= GOAL OF THE EXERCISE =
Find and copy each line of the listing below that has the word "module" in it.

DATA section start

//! Central module for organizing the application's main API endpoints.
//!
//! This module acts as a top-level container for the resource API domains,
//! inventory items and reference data, excluding core authentication routes
//! which are handled separately.

pub mod common;
pub mod data;
pub mod items;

DATA section end

= ANSWER TO THIS EXERCISE =
//! Central module for organizing the application's main API endpoints.
//! This module acts as a top-level container for the resource API domains,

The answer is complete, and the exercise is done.